**TASK INSTRUCTIONS**
Lines with the word "demo" are the answer; copy each of them from the data below.

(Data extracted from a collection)
===
//! Prometheus metrics client.
//!
//! The controller needs exactly one number per poll tick: the observed
//! 5xx rate for a service, read with an instant query. The PromQL
//! expression is a configurable template with a `{service}` placeholder
//! so deployments with different sidecar metric names can adjust it
//! without code changes.

use serde::Deserialize;
use url::Url;

use crate::backends::{BackendKind, unreachable_err};
use crate::error::Error;
use crate::service::ServiceName;

/// Instant-query envelope (`/api/v1/query`).
#[derive(Debug, Deserialize)]
struct QueryResponse {
    status: String,
    #[serde(default)]
    data: Option<QueryData>,
}

#[derive(Debug, Deserialize)]
struct QueryData {
    #[serde(rename = "resultType")]
    result_type: String,
    result: Vec<VectorSample>,
}

#[derive(Debug, Deserialize)]
struct VectorSample {
    /// `[unix_ts, "value"]`
    value: (f64, String),
}

/// One observed metrics reading for a service.
#[derive(Debug, Clone, Copy, PartialEq, serde::Serialize)]
pub struct MetricsSample {
    /// Observed 5xx rate in `[0, 1]`; `0.0` when the query matched no
    /// series (no traffic yet counts as no observed errors).
    pub error_rate: f64,
}

pub struct PrometheusClient {
    http: reqwest::Client,
    base: Url,
    error_rate_query: String,
}

impl PrometheusClient {
    pub fn new(http: reqwest::Client, base: Url, error_rate_query: String) -> Self {
        Self {
            http,
            base,
            error_rate_query,
        }
    }

    fn endpoint(&self, path: &str) -> Result<Url, Error> {
        self.base.join(path).map_err(|e| Error::BackendUnreachable {
            backend: BackendKind::Metrics,
            cause: format!("invalid metrics URL: {e}"),
        })
    }

    /// Observed 5xx rate for `service` via the configured instant query.
    pub async fn error_rate(&self, service: ServiceName) -> Result<MetricsSample, Error> {
        let query = self.error_rate_query.replace("{service}", service.as_str());
        let url = self.endpoint("api/v1/query")?;

        let response: QueryResponse = self
            .http
            .get(url)
            .query(&[("query", query.as_str())])
            .send()
            .await
            .map_err(|e| unreachable_err(BackendKind::Metrics, e))?
            .error_for_status()
            .map_err(|e| unreachable_err(BackendKind::Metrics, e))?
            .json()
            .await
            .map_err(|e| unreachable_err(BackendKind::Metrics, e))?;

        if response.status != "success" {
            return Err(Error::BackendUnreachable {
                backend: BackendKind::Metrics,
                cause: format!("query returned status {:?}", response.status),
            });
        }

        let data = response.data.ok_or_else(|| Error::BackendUnreachable {
            backend: BackendKind::Metrics,
            cause: "query response carried no data".to_string(),
        })?;
        if data.result_type != "vector" {
            return Err(Error::BackendUnreachable {
                backend: BackendKind::Metrics,
                cause: format!("expected a vector result, got {:?}", data.result_type),
            });
        }

        let error_rate = match data.result.first() {
            None => 0.0,
            Some(sample) => sample.value.1.parse::<f64>().map_err(|_| {
                Error::BackendUnreachable {
                    backend: BackendKind::Metrics,
                    cause: format!("unparseable sample value {:?}", sample.value.1),
                }
            })?,
        };

        // PromQL NaN (0/0 in a ratio) means "no traffic", not an error.
        let error_rate = if error_rate.is_nan() { 0.0 } else { error_rate };

        Ok(MetricsSample { error_rate })
    }

    /// Readiness probe (`/-/ready`); the doctor's reachability check.
    pub async fn ready(&self) -> Result<(), Error> {
        let url = self.endpoint("-/ready")?;
        self.http
            .get(url)
            .send()
            .await
            .map_err(|e| unreachable_err(BackendKind::Metrics, e))?
            .error_for_status()
            .map_err(|e| unreachable_err(BackendKind::Metrics, e))?;
        Ok(())
    }
}
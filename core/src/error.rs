//! Error taxonomy for the fault-injection controller.
//!
//! Every variant is recoverable by operator retry; none is treated as a
//! process crash. The CLI maps variants to exit codes and a human-readable
//! next action.

use std::time::Duration;

use thiserror::Error;

use crate::backends::BackendKind;
use crate::service::ServiceName;

#[derive(Debug, Error)]
pub enum Error {
    /// Neither a compose project nor a cluster answered the probes.
    #[error(
        "no supported substrate detected; start the stack with `docker compose up -d` \
         or bring up the demo cluster, then re-run"
    )]
    SubstrateUnknown,

    /// The named service is not part of the mesh.
    #[error("unknown service '{name}' (known: web, api, payments, currency, cache, rates)")]
    ServiceUnknown { name: String },

    /// A fault profile failed validation.
    #[error("invalid fault profile: {reason}")]
    ProfileInvalid { reason: String },

    /// The substrate rejected a restart request.
    #[error("restart of '{service}' failed: {cause}")]
    RestartFailed {
        service: ServiceName,
        cause: String,
    },

    /// The expectation did not hold within the validation budget.
    #[error("validation timed out after {:.1}s", .waited.as_secs_f64())]
    ValidationTimedOut { waited: Duration },

    /// A registry/metrics/logs query failed.
    #[error("{backend} backend unreachable: {cause}")]
    BackendUnreachable {
        backend: BackendKind,
        cause: String,
    },

    /// Fault parameter persistence failed.
    #[error("fault store error: {cause}")]
    Store { cause: String },

    /// Configuration could not be loaded or parsed.
    #[error("configuration error: {message}")]
    Config { message: String },

    /// The run was cancelled by the operator.
    #[error("cancelled by operator")]
    Cancelled,

    #[error("I/O error: {0}")]
    Io(#[from] std::io::Error),

    #[error("JSON error: {0}")]
    Json(#[from] serde_json::Error),

    #[error("HTTP client error: {0}")]
    Http(#[from] reqwest::Error),
}
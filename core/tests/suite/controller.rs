//! End-to-end controller runs against a scripted substrate and mocked
//! backends: the happy path, adapter failure, cancellation, and the
//! restore-to-baseline guarantee behind all of them.

use std::sync::Arc;
use std::time::{Duration, Instant};

use tempfile::TempDir;
use tokio_util::sync::CancellationToken;
use wiremock::MockServer;

use meshfault_core::controller::InjectOptions;
use meshfault_core::store::{EnvFileStore, FaultStore};
use meshfault_core::{Controller, Error, FaultProfile, RunOutcome, ServiceName};

use super::common::{self, ScriptedRunner};

struct Stack {
    consul: MockServer,
    prometheus: MockServer,
    loki: MockServer,
    frontend: MockServer,
    dir: TempDir,
}

impl Stack {
    async fn start() -> Self {
        Self {
            consul: MockServer::start().await,
            prometheus: MockServer::start().await,
            loki: MockServer::start().await,
            frontend: MockServer::start().await,
            dir: tempfile::tempdir().expect("tempdir"),
        }
    }

    fn env_file(&self) -> std::path::PathBuf {
        self.dir.path().join("fault.env")
    }

    fn controller(&self, runner: Arc<ScriptedRunner>) -> Controller {
        let config = common::test_config(
            &self.consul,
            &self.prometheus,
            &self.loki,
            &self.frontend,
            &self.env_file(),
        );
        Controller::new(config, runner).expect("controller")
    }

    async fn stored_profile(&self, service: ServiceName) -> FaultProfile {
        EnvFileStore::new(self.env_file())
            .get(service)
            .await
            .expect("stored profile")
    }
}

fn faulty_profile() -> FaultProfile {
    FaultProfile::new(
        0.3,
        Duration::from_millis(50),
        Duration::from_millis(100),
        Duration::from_millis(200),
    )
    .expect("valid profile")
}

#[tokio::test]
async fn inject_validates_then_restores_baseline() {
    let stack = Stack::start().await;
    common::mount_registry_passing(&stack.consul).await;
    // One zero-rate tick first so the traffic pool has a full poll
    // interval to issue requests before validation succeeds.
    common::mount_metrics_rate_then(&stack.prometheus, 0.0, 1, 0.3).await;
    common::mount_logs_lines(&stack.loki, &["GET /work 500 injected error"]).await;
    common::mount_frontend_healthy(&stack.frontend).await;

    let runner = Arc::new(common::compose_runner());
    let controller = stack.controller(runner.clone());

    let report = controller
        .inject(
            ServiceName::Payments,
            faulty_profile(),
            InjectOptions { traffic: true },
            &CancellationToken::new(),
        )
        .await
        .expect("inject");

    assert_eq!(report.outcome, RunOutcome::Validated);
    let validation = report.validation.expect("validation");
    assert!(validation.satisfied);
    let traffic = report.traffic.expect("traffic report");
    assert!(traffic.requests > 0);

    // The terminal action restored baseline for every service.
    for service in ServiceName::ALL {
        assert!(stack.stored_profile(service).await.is_baseline());
    }
    // Two recreates of the faulted unit: one to apply, one to restore.
    assert_eq!(runner.calls_matching("up -d --force-recreate --no-deps payments"), 2);
}

#[tokio::test]
async fn adapter_failure_skips_validation_but_still_restores() {
    let stack = Stack::start().await;
    let runner = Arc::new(
        ScriptedRunner::new()
            .rule("docker", "ps", common::exit_ok("web\n"))
            .rule("docker", "up", common::exit_err("no such service: payments")),
    );
    let controller = stack.controller(runner.clone());

    let err = controller
        .inject(
            ServiceName::Payments,
            faulty_profile(),
            InjectOptions { traffic: false },
            &CancellationToken::new(),
        )
        .await
        .unwrap_err();

    assert!(matches!(err, Error::RestartFailed { .. }));
    // Cleanup still reset the store even though every restart failed.
    assert!(stack.stored_profile(ServiceName::Payments).await.is_baseline());
}

#[tokio::test]
async fn cancel_mid_propagation_ends_restored_at_baseline() {
    let stack = Stack::start().await;
    common::mount_registry_passing(&stack.consul).await;
    // Never satisfies: observed rate stays at zero.
    common::mount_metrics_rate(&stack.prometheus, 0.0).await;
    common::mount_logs_lines(&stack.loki, &[]).await;
    common::mount_frontend_healthy(&stack.frontend).await;

    let runner = Arc::new(common::compose_runner());
    let mut config = common::test_config(
        &stack.consul,
        &stack.prometheus,
        &stack.loki,
        &stack.frontend,
        &stack.env_file(),
    );
    config.validation_timeout = Duration::from_secs(60);
    let controller = Controller::new(config, runner.clone()).expect("controller");

    let cancel = CancellationToken::new();
    let trigger = cancel.clone();
    tokio::spawn(async move {
        tokio::time::sleep(Duration::from_millis(150)).await;
        trigger.cancel();
    });

    let started = Instant::now();
    let report = controller
        .inject(
            ServiceName::Payments,
            faulty_profile(),
            InjectOptions { traffic: true },
            &cancel,
        )
        .await
        .expect("inject");

    assert_eq!(report.outcome, RunOutcome::Cancelled);
    // Cancellation fell through to restore, not a dangling wait.
    assert!(started.elapsed() < Duration::from_secs(10));
    for service in ServiceName::ALL {
        assert!(stack.stored_profile(service).await.is_baseline());
    }
}

#[tokio::test]
async fn cancel_before_apply_still_restores() {
    let stack = Stack::start().await;
    let runner = Arc::new(common::compose_runner());
    let controller = stack.controller(runner.clone());

    let cancel = CancellationToken::new();
    cancel.cancel();

    let report = controller
        .inject(
            ServiceName::Web,
            faulty_profile(),
            InjectOptions { traffic: false },
            &cancel,
        )
        .await
        .expect("inject");

    assert_eq!(report.outcome, RunOutcome::Cancelled);
    assert!(stack.stored_profile(ServiceName::Web).await.is_baseline());
}

#[tokio::test]
async fn reset_restores_and_restarts_every_service() {
    let stack = Stack::start().await;
    let runner = Arc::new(common::compose_runner());

    // Seed a non-baseline profile first.
    let store = EnvFileStore::new(stack.env_file());
    store
        .set(ServiceName::Currency, &faulty_profile())
        .await
        .expect("seed");

    let controller = stack.controller(runner.clone());
    let report = controller
        .reset(&CancellationToken::new())
        .await
        .expect("reset");

    assert_eq!(report.outcome, RunOutcome::CleanReset);
    for service in ServiceName::ALL {
        assert!(stack.stored_profile(service).await.is_baseline());
    }
    assert_eq!(
        runner.calls_matching("up -d --force-recreate"),
        ServiceName::ALL.len()
    );
}

#[tokio::test]
async fn reset_twice_is_idempotent() {
    let stack = Stack::start().await;
    let runner = Arc::new(common::compose_runner());
    let controller = stack.controller(runner);

    controller
        .reset(&CancellationToken::new())
        .await
        .expect("first reset");
    let after_once = tokio::fs::read_to_string(stack.env_file())
        .await
        .expect("read");

    controller
        .reset(&CancellationToken::new())
        .await
        .expect("second reset");
    let after_twice = tokio::fs::read_to_string(stack.env_file())
        .await
        .expect("read");

    assert_eq!(after_once, after_twice);
}

#[tokio::test]
async fn unknown_substrate_reports_guidance_without_mutating() {
    let stack = Stack::start().await;
    // No rules at all: neither docker nor kubectl exists.
    let runner = Arc::new(ScriptedRunner::new());
    let controller = stack.controller(runner);

    let err = controller
        .inject(
            ServiceName::Payments,
            faulty_profile(),
            InjectOptions { traffic: false },
            &CancellationToken::new(),
        )
        .await
        .unwrap_err();

    assert!(matches!(err, Error::SubstrateUnknown));
    assert!(err.to_string().contains("docker compose up"));
    // Nothing was mutated: the fault env file was never created.
    assert!(!stack.env_file().exists());
}
//! Deployment substrate detection.
//!
//! The demo stack runs either as a Docker Compose project or inside a
//! Kubernetes cluster. Which one is active is derived from the
//! environment once per invocation and dispatched on as a tagged variant;
//! nothing downstream re-inspects tooling.

use std::sync::Arc;

use serde::Serialize;

use crate::error::Error;
use crate::runner::CommandRunner;

/// The deployment technology hosting the demo services.
#[derive(Debug, Clone, Copy, PartialEq, Eq, Serialize)]
#[serde(rename_all = "lowercase")]
pub enum Substrate {
    /// Docker Compose project on the local daemon.
    Compose,
    /// Kubernetes cluster reachable through the current kubeconfig.
    Cluster,
}

impl std::fmt::Display for Substrate {
    fn fmt(&self, f: &mut std::fmt::Formatter<'_>) -> std::fmt::Result {
        match self {
            Substrate::Compose => write!(f, "compose"),
            Substrate::Cluster => write!(f, "cluster"),
        }
    }
}

/// Probes the environment for an active substrate.
///
/// Probe order is fixed (compose, then cluster) so detection is
/// deterministic for a given environment: a workstation with both a
/// running compose project and a kubeconfig always resolves to compose.
pub struct SubstrateDetector {
    runner: Arc<dyn CommandRunner>,
}

impl SubstrateDetector {
    pub fn new(runner: Arc<dyn CommandRunner>) -> Self {
        Self { runner }
    }

    /// Detect the active substrate.
    ///
    /// Side-effect-free apart from the probe commands themselves. Returns
    /// `SubstrateUnknown` when neither probe succeeds; callers surface the
    /// guidance and exit without mutating state.
    pub async fn detect(&self) -> Result<Substrate, Error> {
        if self.compose_running().await {
            tracing::info!(substrate = %Substrate::Compose, "substrate detected");
            return Ok(Substrate::Compose);
        }
        if self.cluster_reachable().await {
            tracing::info!(substrate = %Substrate::Cluster, "substrate detected");
            return Ok(Substrate::Cluster);
        }
        Err(Error::SubstrateUnknown)
    }

    /// A compose project counts as running when at least one of its
    /// services has a running container.
    async fn compose_running(&self) -> bool {
        match self
            .runner
            .run("docker", &["compose", "ps", "--services", "--status", "running"])
            .await
        {
            Ok(output) => output.success() && !output.stdout.trim().is_empty(),
            Err(e) => {
                tracing::debug!(error = %e, "compose probe failed");
                false
            }
        }
    }

    /// The cluster counts as reachable when the API server answers a
    /// deployment listing in the demo namespace.
    async fn cluster_reachable(&self) -> bool {
        match self
            .runner
            .run("kubectl", &["get", "deployments", "-o", "name"])
            .await
        {
            Ok(output) => output.success() && !output.stdout.trim().is_empty(),
            Err(e) => {
                tracing::debug!(error = %e, "cluster probe failed");
                false
            }
        }
    }
}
===
**FINISHED EXERCISE**
         or bring up the demo cluster, then re-run"
//! The demo stack runs either as a Docker Compose project or inside a
/// The deployment technology hosting the demo services.
    /// deployment listing in the demo namespace.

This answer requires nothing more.